A century later, Kentaro Kuzuwa, sixth-generation heir, returned to Japan after a career in music.

He remembered that smell. That sensory imprint — familiar, yet forgotten.

His intuition? That the scent of *shuniku* could become a skin perfume, an olfactory imprint as intimate and personal as a *hanko*.

He then founded ÉDIT(h) — a perfume house that explores the notion of signature, translating the codes of ink into an olfactory language.


A perfumery of traces

At ÉDIT(h), each perfume is designed as an invisible seal.

It is not an accessory. It is punctuation.

Like an olfactory haiku placed upon oneself.

  • The bottle, simple and heavy, evokes a modern inkwell.
  • The cap, made of solid zinc, hand-polished and brushed, resembles a crafted object.
  • The perfume is a dialogue between Asian traditions, contemporary emotions, and French creativity.

The Remixes collection: rewriting one’s story

With the Remixes collection, ÉDIT(h) takes the idea of signature even further.

Each fragrance from the first collection is revisited and reinterpreted like a musical remix.

New perfumers — often European — reinterpret the original formula and make it resonate differently.

The identity is not changed — it is redrawn through a different lens.

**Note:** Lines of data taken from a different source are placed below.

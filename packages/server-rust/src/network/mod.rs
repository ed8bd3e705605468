//! HTTP transport: configuration, middleware, handlers and the listener.

pub mod config;
pub mod handlers;
pub mod lifecycle;
pub mod middleware;
pub mod module;

pub use config::{NetworkConfig, TlsConfig};
pub use handlers::AppState;
pub use lifecycle::{LifecycleState, ServerLifecycle};
pub use module::NetworkModule;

Five Remixes, five reimagined imprints

Jardin des Mots

A green, musky breath — like a botanical pause in the heart of the city.
Petitgrain, galbanum, rose, crystalline moss, white musk

Kagamigoshi

A blurred reflection, an enigmatic signature between iris and incense.
Juniper berry, clary sage, tonka bean, vanilla

Green Velvet

A soft, peppery patchouli, as enveloping as a *haori*.
Galbanum, green pepper, Turkish rose, white musk

Cocktail Lane

A lively, liquorous freshness — textured like effervescent calligraphy.
Cucumber, ginger, basil, sandalwood

Souchong Journey

A smoky tribute to traveling teas, to the slowness of the gesture.
Assam black tea, bergamot, cedar, incense


Perfume as signature.

The bottle as seal.

The scent trail as memory.

Jardin des Mots
Green, floral, and musky perfume with notes of petitgrain and crystalline moss.
Kagamigoshi
An enigmatic fragrance between iris and incense, soft and spicy.
Green Velvet
A bittersweet world wrapped in green velvet.
Cocktail Lane
A lively, liquorous and effervescent freshness.
Souchong Journey
A smoky tribute to traveling teas.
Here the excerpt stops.